◆ **Assigned task**
Please copy each line of the listing below in which the word "processing" appears.
---
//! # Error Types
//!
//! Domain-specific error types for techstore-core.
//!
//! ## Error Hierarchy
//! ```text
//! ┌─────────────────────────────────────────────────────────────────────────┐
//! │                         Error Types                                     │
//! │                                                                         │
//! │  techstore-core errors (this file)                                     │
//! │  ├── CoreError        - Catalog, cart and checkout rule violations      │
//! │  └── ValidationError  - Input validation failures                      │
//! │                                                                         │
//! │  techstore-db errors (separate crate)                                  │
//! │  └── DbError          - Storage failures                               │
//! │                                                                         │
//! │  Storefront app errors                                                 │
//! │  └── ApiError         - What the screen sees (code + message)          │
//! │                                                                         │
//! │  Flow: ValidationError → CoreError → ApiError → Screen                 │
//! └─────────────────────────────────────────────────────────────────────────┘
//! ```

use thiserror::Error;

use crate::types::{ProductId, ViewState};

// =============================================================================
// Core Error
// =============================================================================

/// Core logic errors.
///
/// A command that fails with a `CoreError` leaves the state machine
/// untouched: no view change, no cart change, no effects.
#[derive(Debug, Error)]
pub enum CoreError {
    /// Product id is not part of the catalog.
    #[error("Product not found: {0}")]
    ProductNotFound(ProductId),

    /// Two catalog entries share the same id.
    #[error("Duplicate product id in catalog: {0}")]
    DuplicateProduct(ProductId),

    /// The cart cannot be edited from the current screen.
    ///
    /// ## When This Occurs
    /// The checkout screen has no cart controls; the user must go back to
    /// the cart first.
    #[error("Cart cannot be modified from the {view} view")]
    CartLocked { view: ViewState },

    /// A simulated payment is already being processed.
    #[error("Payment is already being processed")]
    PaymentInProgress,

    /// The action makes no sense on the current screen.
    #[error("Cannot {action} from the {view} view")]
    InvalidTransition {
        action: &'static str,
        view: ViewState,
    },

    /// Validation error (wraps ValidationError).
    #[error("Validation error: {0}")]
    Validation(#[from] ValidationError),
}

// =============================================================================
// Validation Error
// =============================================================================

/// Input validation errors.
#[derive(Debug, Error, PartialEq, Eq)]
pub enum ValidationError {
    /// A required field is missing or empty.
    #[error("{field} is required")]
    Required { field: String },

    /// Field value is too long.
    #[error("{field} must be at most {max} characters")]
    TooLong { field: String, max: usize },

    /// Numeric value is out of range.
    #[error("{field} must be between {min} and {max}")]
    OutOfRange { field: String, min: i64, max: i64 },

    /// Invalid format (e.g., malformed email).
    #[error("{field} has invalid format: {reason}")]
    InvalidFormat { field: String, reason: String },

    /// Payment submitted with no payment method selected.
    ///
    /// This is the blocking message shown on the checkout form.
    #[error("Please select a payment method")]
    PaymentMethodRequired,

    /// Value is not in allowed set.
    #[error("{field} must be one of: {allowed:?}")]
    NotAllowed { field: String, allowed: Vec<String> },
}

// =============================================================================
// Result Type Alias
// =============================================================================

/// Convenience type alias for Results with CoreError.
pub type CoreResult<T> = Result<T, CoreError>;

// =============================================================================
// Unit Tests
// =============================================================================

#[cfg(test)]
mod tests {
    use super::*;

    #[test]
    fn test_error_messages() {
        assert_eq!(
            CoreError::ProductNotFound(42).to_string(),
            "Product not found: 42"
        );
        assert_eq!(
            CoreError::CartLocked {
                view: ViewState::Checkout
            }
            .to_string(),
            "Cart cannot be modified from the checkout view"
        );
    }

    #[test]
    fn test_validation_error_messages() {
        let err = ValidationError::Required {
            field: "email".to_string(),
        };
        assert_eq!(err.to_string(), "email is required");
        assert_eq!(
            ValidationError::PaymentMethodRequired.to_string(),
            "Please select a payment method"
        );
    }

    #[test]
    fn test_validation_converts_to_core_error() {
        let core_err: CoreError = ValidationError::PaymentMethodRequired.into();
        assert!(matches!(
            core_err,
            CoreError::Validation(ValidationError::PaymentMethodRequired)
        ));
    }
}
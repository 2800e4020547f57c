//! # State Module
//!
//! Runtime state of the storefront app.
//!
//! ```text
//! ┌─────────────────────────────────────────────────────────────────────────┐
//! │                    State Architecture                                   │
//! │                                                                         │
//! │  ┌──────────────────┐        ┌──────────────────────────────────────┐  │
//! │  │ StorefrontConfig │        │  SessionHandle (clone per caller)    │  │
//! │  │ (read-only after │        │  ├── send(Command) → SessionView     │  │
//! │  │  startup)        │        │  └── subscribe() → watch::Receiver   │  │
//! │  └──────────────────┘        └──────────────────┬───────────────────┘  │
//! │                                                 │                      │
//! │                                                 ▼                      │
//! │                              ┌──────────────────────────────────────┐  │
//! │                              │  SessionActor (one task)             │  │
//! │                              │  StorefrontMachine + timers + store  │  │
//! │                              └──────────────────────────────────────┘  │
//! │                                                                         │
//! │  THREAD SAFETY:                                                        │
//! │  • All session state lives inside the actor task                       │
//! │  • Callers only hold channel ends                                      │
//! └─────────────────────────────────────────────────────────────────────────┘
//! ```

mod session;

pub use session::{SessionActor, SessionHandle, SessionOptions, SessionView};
---
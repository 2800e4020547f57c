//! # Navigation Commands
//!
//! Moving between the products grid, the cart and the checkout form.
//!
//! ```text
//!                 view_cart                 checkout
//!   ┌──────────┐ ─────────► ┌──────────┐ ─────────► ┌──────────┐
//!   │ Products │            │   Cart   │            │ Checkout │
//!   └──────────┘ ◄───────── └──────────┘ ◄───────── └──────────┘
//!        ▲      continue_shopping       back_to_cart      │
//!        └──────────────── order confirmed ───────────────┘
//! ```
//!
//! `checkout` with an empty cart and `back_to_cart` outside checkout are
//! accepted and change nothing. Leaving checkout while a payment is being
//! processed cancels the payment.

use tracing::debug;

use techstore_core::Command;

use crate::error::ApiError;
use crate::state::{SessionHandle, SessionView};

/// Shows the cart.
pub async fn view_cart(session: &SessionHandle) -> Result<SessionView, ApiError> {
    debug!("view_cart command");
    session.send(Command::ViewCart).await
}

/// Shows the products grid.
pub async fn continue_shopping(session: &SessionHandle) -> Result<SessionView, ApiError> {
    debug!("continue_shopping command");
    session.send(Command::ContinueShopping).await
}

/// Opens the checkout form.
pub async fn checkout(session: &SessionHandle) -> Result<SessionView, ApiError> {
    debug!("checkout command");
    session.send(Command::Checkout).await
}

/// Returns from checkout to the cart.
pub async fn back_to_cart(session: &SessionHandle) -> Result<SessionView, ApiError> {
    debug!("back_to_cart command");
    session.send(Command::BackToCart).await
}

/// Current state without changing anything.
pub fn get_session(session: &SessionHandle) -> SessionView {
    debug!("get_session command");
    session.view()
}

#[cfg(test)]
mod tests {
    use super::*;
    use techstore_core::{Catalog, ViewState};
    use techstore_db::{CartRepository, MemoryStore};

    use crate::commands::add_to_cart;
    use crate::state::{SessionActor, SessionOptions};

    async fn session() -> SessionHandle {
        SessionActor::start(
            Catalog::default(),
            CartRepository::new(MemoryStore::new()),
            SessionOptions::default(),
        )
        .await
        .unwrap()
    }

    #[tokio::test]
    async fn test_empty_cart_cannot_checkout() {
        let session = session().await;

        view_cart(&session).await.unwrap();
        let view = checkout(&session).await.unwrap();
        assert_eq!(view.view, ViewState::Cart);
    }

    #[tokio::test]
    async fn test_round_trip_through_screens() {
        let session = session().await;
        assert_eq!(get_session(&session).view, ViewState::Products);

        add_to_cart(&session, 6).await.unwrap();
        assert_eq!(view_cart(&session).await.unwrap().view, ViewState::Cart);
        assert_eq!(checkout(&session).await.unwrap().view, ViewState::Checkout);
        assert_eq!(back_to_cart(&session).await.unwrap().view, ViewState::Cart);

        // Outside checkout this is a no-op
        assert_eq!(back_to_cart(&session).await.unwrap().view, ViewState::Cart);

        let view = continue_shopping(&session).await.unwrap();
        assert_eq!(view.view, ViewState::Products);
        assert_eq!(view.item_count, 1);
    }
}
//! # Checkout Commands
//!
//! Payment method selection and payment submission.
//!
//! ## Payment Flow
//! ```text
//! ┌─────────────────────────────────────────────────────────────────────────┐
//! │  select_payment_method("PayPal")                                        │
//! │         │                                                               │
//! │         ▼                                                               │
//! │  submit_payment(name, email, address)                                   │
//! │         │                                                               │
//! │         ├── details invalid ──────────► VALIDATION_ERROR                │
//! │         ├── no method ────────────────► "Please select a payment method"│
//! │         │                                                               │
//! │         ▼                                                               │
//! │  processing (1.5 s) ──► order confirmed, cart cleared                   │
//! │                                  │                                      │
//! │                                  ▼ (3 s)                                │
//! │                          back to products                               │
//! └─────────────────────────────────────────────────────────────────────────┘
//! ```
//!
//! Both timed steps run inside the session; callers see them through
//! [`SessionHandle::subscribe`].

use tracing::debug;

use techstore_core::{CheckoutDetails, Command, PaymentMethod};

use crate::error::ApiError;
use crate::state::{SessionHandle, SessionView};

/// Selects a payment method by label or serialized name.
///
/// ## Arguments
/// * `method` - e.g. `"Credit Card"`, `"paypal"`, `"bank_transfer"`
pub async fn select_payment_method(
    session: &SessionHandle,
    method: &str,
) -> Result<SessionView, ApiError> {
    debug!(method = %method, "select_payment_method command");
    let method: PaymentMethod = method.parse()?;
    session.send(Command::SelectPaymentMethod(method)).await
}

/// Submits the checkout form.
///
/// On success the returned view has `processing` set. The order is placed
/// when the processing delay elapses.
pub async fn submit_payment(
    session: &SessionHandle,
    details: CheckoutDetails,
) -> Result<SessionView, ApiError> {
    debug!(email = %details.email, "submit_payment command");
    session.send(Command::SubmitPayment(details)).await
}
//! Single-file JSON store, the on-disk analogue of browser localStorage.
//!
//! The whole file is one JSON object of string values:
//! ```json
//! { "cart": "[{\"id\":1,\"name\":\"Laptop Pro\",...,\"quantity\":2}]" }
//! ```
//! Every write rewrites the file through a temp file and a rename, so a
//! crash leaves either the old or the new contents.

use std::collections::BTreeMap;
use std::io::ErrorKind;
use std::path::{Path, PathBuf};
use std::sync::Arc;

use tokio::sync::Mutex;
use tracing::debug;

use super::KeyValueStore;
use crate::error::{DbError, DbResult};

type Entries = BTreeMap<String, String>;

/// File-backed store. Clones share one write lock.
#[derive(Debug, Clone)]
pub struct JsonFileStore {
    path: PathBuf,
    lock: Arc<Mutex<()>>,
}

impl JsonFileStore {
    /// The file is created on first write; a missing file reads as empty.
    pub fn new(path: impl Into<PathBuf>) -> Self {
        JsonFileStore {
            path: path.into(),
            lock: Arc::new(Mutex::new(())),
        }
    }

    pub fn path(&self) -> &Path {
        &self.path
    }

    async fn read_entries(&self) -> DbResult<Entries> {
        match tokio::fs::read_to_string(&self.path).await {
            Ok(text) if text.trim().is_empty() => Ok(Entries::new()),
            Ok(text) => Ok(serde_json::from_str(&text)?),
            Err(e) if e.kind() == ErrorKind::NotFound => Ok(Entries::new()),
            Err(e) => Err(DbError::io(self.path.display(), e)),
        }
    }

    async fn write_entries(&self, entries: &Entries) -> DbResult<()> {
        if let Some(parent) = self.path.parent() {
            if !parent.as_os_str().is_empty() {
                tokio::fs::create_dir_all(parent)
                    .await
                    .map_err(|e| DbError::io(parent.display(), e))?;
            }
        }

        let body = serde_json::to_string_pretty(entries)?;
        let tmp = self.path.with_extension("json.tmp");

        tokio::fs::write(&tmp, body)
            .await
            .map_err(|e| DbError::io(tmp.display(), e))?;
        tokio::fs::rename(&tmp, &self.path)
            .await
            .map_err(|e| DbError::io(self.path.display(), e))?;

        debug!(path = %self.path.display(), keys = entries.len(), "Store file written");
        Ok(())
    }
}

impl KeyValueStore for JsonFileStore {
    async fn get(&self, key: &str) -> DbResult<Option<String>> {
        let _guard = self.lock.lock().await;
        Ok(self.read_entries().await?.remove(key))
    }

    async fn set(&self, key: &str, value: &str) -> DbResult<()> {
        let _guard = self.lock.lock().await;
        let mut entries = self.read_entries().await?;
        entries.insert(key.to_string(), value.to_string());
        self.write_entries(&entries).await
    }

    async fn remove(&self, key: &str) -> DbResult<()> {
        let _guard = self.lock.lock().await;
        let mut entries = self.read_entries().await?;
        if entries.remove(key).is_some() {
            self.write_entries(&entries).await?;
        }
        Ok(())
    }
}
---
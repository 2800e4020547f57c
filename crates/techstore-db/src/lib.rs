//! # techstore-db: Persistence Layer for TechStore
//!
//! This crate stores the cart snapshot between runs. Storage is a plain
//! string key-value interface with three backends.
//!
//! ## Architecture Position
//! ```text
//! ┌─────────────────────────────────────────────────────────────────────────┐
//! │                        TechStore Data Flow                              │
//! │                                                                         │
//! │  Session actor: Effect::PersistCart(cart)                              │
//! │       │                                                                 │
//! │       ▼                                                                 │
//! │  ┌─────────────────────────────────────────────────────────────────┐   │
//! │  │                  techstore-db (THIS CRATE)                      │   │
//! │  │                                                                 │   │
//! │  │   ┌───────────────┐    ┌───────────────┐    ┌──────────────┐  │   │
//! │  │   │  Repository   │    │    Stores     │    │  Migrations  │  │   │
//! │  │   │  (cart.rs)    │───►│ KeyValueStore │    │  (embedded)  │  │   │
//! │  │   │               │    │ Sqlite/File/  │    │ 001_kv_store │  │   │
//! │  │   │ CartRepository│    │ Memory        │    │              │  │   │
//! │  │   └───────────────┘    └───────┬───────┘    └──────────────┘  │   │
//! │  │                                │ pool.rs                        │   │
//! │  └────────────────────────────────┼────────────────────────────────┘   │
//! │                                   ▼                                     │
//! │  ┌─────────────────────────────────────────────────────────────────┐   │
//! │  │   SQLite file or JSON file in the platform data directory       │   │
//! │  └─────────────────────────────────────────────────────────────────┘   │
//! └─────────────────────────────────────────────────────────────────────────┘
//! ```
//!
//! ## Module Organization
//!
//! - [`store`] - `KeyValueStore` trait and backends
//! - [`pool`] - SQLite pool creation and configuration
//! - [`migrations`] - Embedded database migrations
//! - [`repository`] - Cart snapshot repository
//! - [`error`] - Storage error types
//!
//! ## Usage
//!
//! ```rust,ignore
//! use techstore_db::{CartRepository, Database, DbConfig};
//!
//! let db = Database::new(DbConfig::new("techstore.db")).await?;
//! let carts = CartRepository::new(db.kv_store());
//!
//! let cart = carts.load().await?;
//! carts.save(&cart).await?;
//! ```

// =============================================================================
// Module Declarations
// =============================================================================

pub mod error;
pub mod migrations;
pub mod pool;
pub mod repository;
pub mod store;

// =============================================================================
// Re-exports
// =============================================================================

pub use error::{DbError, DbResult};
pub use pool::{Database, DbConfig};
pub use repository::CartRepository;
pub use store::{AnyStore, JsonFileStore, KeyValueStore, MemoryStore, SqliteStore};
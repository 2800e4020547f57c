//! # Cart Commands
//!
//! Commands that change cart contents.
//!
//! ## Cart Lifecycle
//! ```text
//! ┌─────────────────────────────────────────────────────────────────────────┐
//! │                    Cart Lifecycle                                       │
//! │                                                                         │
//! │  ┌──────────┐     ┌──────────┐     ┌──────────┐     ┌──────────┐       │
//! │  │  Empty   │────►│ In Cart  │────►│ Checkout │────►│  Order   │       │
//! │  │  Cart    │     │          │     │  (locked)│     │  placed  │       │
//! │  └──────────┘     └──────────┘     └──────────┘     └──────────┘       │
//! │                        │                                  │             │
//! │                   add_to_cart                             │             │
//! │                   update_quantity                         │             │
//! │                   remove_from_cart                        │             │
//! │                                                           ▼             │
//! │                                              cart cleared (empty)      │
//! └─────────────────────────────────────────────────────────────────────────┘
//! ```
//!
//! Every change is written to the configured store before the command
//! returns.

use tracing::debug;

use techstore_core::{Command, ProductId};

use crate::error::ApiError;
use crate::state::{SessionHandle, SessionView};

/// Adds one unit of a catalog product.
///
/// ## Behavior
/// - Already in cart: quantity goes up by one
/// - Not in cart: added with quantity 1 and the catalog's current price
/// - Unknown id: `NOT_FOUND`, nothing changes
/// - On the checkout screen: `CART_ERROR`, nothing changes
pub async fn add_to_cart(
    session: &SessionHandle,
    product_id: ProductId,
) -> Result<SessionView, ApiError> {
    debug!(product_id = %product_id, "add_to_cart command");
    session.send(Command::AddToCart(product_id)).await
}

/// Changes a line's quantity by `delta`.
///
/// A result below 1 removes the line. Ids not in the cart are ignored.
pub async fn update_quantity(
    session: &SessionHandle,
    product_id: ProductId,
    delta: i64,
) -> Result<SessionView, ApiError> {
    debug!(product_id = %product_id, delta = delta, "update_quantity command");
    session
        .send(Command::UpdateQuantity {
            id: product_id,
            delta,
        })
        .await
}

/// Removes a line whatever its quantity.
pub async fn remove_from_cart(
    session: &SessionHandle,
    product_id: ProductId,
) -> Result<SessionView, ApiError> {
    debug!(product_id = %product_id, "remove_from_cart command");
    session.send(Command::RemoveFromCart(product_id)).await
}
---
◆ **Response area**
//! │  processing (1.5 s) ──► order confirmed, cart cleared                   │
/// On success the returned view has `processing` set. The order is placed
/// when the processing delay elapses.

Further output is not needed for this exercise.